Die Kirche so lieben, wie sie ist, uns versuchen, von ganzem Herzen das hineinzugeben, was unser Pater Kentenich uns gelehrt hat: wie Familie gelebt wird, wie in der Arbeit und in der Welt Bindungen entstehen.

Was müssen wir hinter uns lassen oder vermeiden, damit dieser Traum Wirklichkeit wird?

Wir, die wir mit dem Herzen leben, sollten nicht bei den Gefühlen stehen bleiben, aber wohl das zeigen, was die Liebe uns in den Bindungen und in der Begegnung zeigt, wie Papst Franziskus sagt.

Welchen konkreten Schritt müssen wir jetzt tun, damit dieser Traum Wirklichkeit wird?

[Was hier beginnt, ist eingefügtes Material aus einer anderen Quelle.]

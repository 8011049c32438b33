use crate::{
    ast::{BinaryOperator, ExprTag, ListOperation},
    error::ErrorKind,
    interpreter::value::core::ValueKind,
};

#[derive(Debug, Clone, PartialEq, Eq)]
/// Represents all errors that can occur during evaluation.
pub enum RuntimeError {
    /// Tried to use a variable that is not bound in any enclosing scope.
    UnboundVariable {
        /// The name of the variable.
        name: String,
        /// The source line where the error occurred.
        line: usize,
    },
    /// A value had the wrong kind for the place it was used in.
    TypeMismatch {
        /// What was being evaluated (an operation, builtin or construct).
        context:  String,
        /// Description of the accepted kind(s).
        expected: String,
        /// The kind actually found.
        found:    ValueKind,
        /// The source line where the error occurred.
        line:     usize,
    },
    /// A binary operator received operands it is not defined for.
    IncompatibleOperands {
        /// The operator.
        op:    BinaryOperator,
        /// Kind of the left operand.
        left:  ValueKind,
        /// Kind of the right operand.
        right: ValueKind,
        /// The source line where the error occurred.
        line:  usize,
    },
    /// A list operation would have mixed element kinds in one list.
    ElementTypeMismatch {
        /// The list operation.
        operation: ListOperation,
        /// The content type of the list.
        expected:  ValueKind,
        /// The kind of the offending element.
        found:     ValueKind,
        /// The source line where the error occurred.
        line:      usize,
    },
    /// A list literal contained an element that is not a data literal.
    UnsupportedListElement {
        /// The kind of the offending element node.
        found: ExprTag,
        /// The source line where the error occurred.
        line:  usize,
    },
    /// The target of an application was not a function.
    NotAFunction {
        /// The kind of the value in function position.
        found: ValueKind,
        /// The source line where the error occurred.
        line:  usize,
    },
    /// A list index was outside the valid range.
    IndexOutOfRange {
        /// The list operation.
        operation: ListOperation,
        /// The index that was requested.
        index:     i64,
        /// The size of the list at that moment.
        size:      usize,
        /// The source line where the error occurred.
        line:      usize,
    },
    /// A function or list operation node had the wrong shape.
    ArityOrShape {
        /// Details about what was wrong.
        details: String,
        /// The source line where the error occurred.
        line:    usize,
    },
    /// Division or modulo by zero.
    DivisionByZero {
        /// The source line where the error occurred.
        line: usize,
    },
    /// Integer overflow while computing an arithmetic result.
    Overflow {
        /// The operator that overflowed.
        op:   BinaryOperator,
        /// The source line where the error occurred.
        line: usize,
    },
    /// A builtin received a value outside its domain.
    InvalidArgument {
        /// The builtin's name.
        builtin: &'static str,
        /// Details about the rejected argument.
        details: String,
        /// The source line where the error occurred.
        line:    usize,
    },
}

impl RuntimeError {
    /// Returns the category of the error.
    #[must_use]
    pub const fn kind(&self) -> ErrorKind {
        match self {
            Self::UnboundVariable { .. } => ErrorKind::UnboundVariable,
            Self::TypeMismatch { .. }
            | Self::IncompatibleOperands { .. }
            | Self::ElementTypeMismatch { .. }
            | Self::UnsupportedListElement { .. } => ErrorKind::TypeMismatch,
            Self::NotAFunction { .. } => ErrorKind::NotAFunction,
            Self::IndexOutOfRange { .. } => ErrorKind::IndexOutOfRange,
            Self::ArityOrShape { .. } => ErrorKind::ArityOrShape,
            Self::DivisionByZero { .. } | Self::Overflow { .. } => ErrorKind::Arithmetic,
            Self::InvalidArgument { .. } => ErrorKind::InvalidArgument,
        }
    }
}

impl std::fmt::Display for RuntimeError {
    fn fmt(&self, f: &mut std::fmt::Formatter<'_>) -> std::fmt::Result {
        match self {
            Self::UnboundVariable { name, line } => {
                write!(f, "Error on line {line}: Unbound variable '{name}'.")
            },
            Self::TypeMismatch { context,
                                 expected,
                                 found,
                                 line, } => write!(f,
                                                   "Error on line {line}: Type mismatch in {context}: expected {expected} but found {found}."),
            Self::IncompatibleOperands { op, left, right, line } => write!(f,
                                                                           "Error on line {line}: Cannot use {op} on {left} and {right}."),
            Self::ElementTypeMismatch { operation,
                                        expected,
                                        found,
                                        line, } => write!(f,
                                                          "Error on line {line}: {operation} cannot put a {found} into a list of {expected}."),
            Self::UnsupportedListElement { found, line } => write!(f,
                                                                   "Error on line {line}: Unsupported data type in list literal: {found}."),
            Self::NotAFunction { found, line } => {
                write!(f, "Error on line {line}: A value of type {found} is not a function.")
            },
            Self::IndexOutOfRange { operation,
                                    index,
                                    size,
                                    line, } => write!(f,
                                                      "Error on line {line}: {operation} index {index} is out of range for a list of size {size}."),
            Self::ArityOrShape { details, line } => {
                write!(f, "Error on line {line}: {details}.")
            },
            Self::DivisionByZero { line } => write!(f, "Error on line {line}: Division by zero."),
            Self::Overflow { op, line } => write!(f,
                                                  "Error on line {line}: Integer overflow while computing {op}."),
            Self::InvalidArgument { builtin,
                                    details,
                                    line, } => {
                write!(f, "Error on line {line}: Invalid argument to {builtin}: {details}.")
            },
        }
    }
}

impl std::error::Error for RuntimeError {}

Zeugnisse, Fotos und wenn möglich Videos an schoenstatt.org schicken, damit die Motivation sich weitet hin zu denen, die ein prophetisches Wort von einem anderen Getauften erwarten.

Die Familien der Welt einladen, in den Kathedralen oder Hauptkirchen der Städte und Dörfer während der Synode über die Familie im Oktober vor dem Allerheiligsten zu beten, damit der Heilige Geist uns bei den Erneuerungen hilft, die wir verwirklichen müssen auf der Suche nach dem Neuen Menschen, wie Paulus es uns zeigt.